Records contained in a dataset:
//! Dense row-major matrix storage.
//!
//! State counts stay in the tens to low hundreds, so a flat `Vec<f64>`
//! with row-major indexing is sufficient; no sparse or BLAS-backed
//! representation is warranted.

use serde::{Deserialize, Serialize};

/// Dense row-major f64 matrix.
#[derive(Debug, Clone, PartialEq, Serialize, Deserialize)]
pub struct DenseMatrix {
    rows: usize,
    cols: usize,
    data: Vec<f64>,
}

impl DenseMatrix {
    /// All-zero matrix with the given shape.
    pub fn zeros(rows: usize, cols: usize) -> Self {
        Self {
            rows,
            cols,
            data: vec![0.0; rows * cols],
        }
    }

    /// Build from nested rows. Returns None on ragged input.
    pub fn from_rows(rows: &[Vec<f64>]) -> Option<Self> {
        let n_rows = rows.len();
        let n_cols = rows.first().map_or(0, Vec::len);
        if rows.iter().any(|r| r.len() != n_cols) {
            return None;
        }
        let mut data = Vec::with_capacity(n_rows * n_cols);
        for row in rows {
            data.extend_from_slice(row);
        }
        Some(Self {
            rows: n_rows,
            cols: n_cols,
            data,
        })
    }

    pub fn rows(&self) -> usize {
        self.rows
    }

    pub fn cols(&self) -> usize {
        self.cols
    }

    pub fn is_square(&self) -> bool {
        self.rows == self.cols
    }

    /// Entry at (row, col). Panics on out-of-bounds indices.
    #[inline]
    pub fn get(&self, row: usize, col: usize) -> f64 {
        assert!(row < self.rows && col < self.cols);
        self.data[row * self.cols + col]
    }

    #[inline]
    pub fn set(&mut self, row: usize, col: usize, value: f64) {
        assert!(row < self.rows && col < self.cols);
        self.data[row * self.cols + col] = value;
    }

    /// Borrow a single row as a slice.
    pub fn row(&self, row: usize) -> &[f64] {
        assert!(row < self.rows);
        &self.data[row * self.cols..(row + 1) * self.cols]
    }

    /// Transposed copy.
    pub fn transpose(&self) -> Self {
        let mut out = Self::zeros(self.cols, self.rows);
        for i in 0..self.rows {
            for j in 0..self.cols {
                out.set(j, i, self.get(i, j));
            }
        }
        out
    }

    /// Matrix-vector product. Returns None on dimension mismatch or
    /// non-finite input.
    pub fn mul_vec(&self, x: &[f64]) -> Option<Vec<f64>> {
        if x.len() != self.cols || x.iter().any(|v| !v.is_finite()) {
            return None;
        }
        let mut out = vec![0.0; self.rows];
        for (i, slot) in out.iter_mut().enumerate() {
            let row = self.row(i);
            *slot = row.iter().zip(x).map(|(a, b)| a * b).sum();
        }
        Some(out)
    }
}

• [What the task requires] Each line of the data must be returned exactly.

• [Task answer]
//! Dense row-major matrix storage.
//!
//! State counts stay in the tens to low hundreds, so a flat `Vec<f64>`
//! with row-major indexing is sufficient; no sparse or BLAS-backed
//! representation is warranted.

use serde::{Deserialize, Serialize};

/// Dense row-major f64 matrix.
#[derive(Debug, Clone, PartialEq, Serialize, Deserialize)]
pub struct DenseMatrix {
    rows: usize,
    cols: usize,
    data: Vec<f64>,
}

impl DenseMatrix {
    /// All-zero matrix with the given shape.
    pub fn zeros(rows: usize, cols: usize) -> Self {
        Self {
            rows,
            cols,
            data: vec![0.0; rows * cols],
        }
    }

    /// Build from nested rows. Returns None on ragged input.
    pub fn from_rows(rows: &[Vec<f64>]) -> Option<Self> {
        let n_rows = rows.len();
        let n_cols = rows.first().map_or(0, Vec::len);
        if rows.iter().any(|r| r.len() != n_cols) {
            return None;
        }
        let mut data = Vec::with_capacity(n_rows * n_cols);
        for row in rows {
            data.extend_from_slice(row);
        }
        Some(Self {
            rows: n_rows,
            cols: n_cols,
            data,
        })
    }

    pub fn rows(&self) -> usize {
        self.rows
    }

    pub fn cols(&self) -> usize {
        self.cols
    }

    pub fn is_square(&self) -> bool {
        self.rows == self.cols
    }

    /// Entry at (row, col). Panics on out-of-bounds indices.
    #[inline]
    pub fn get(&self, row: usize, col: usize) -> f64 {
        assert!(row < self.rows && col < self.cols);
        self.data[row * self.cols + col]
    }

    #[inline]
    pub fn set(&mut self, row: usize, col: usize, value: f64) {
        assert!(row < self.rows && col < self.cols);
        self.data[row * self.cols + col] = value;
    }

    /// Borrow a single row as a slice.
    pub fn row(&self, row: usize) -> &[f64] {
        assert!(row < self.rows);
        &self.data[row * self.cols..(row + 1) * self.cols]
    }

    /// Transposed copy.
    pub fn transpose(&self) -> Self {
        let mut out = Self::zeros(self.cols, self.rows);
        for i in 0..self.rows {
            for j in 0..self.cols {
                out.set(j, i, self.get(i, j));
            }
        }
        out
    }

    /// Matrix-vector product. Returns None on dimension mismatch or
    /// non-finite input.
    pub fn mul_vec(&self, x: &[f64]) -> Option<Vec<f64>> {
        if x.len() != self.cols || x.iter().any(|v| !v.is_finite()) {
            return None;
        }
        let mut out = vec![0.0; self.rows];
        for (i, slot) in out.iter_mut().enumerate() {
            let row = self.row(i);
            *slot = row.iter().zip(x).map(|(a, b)| a * b).sum();
        }
        Some(out)
    }
}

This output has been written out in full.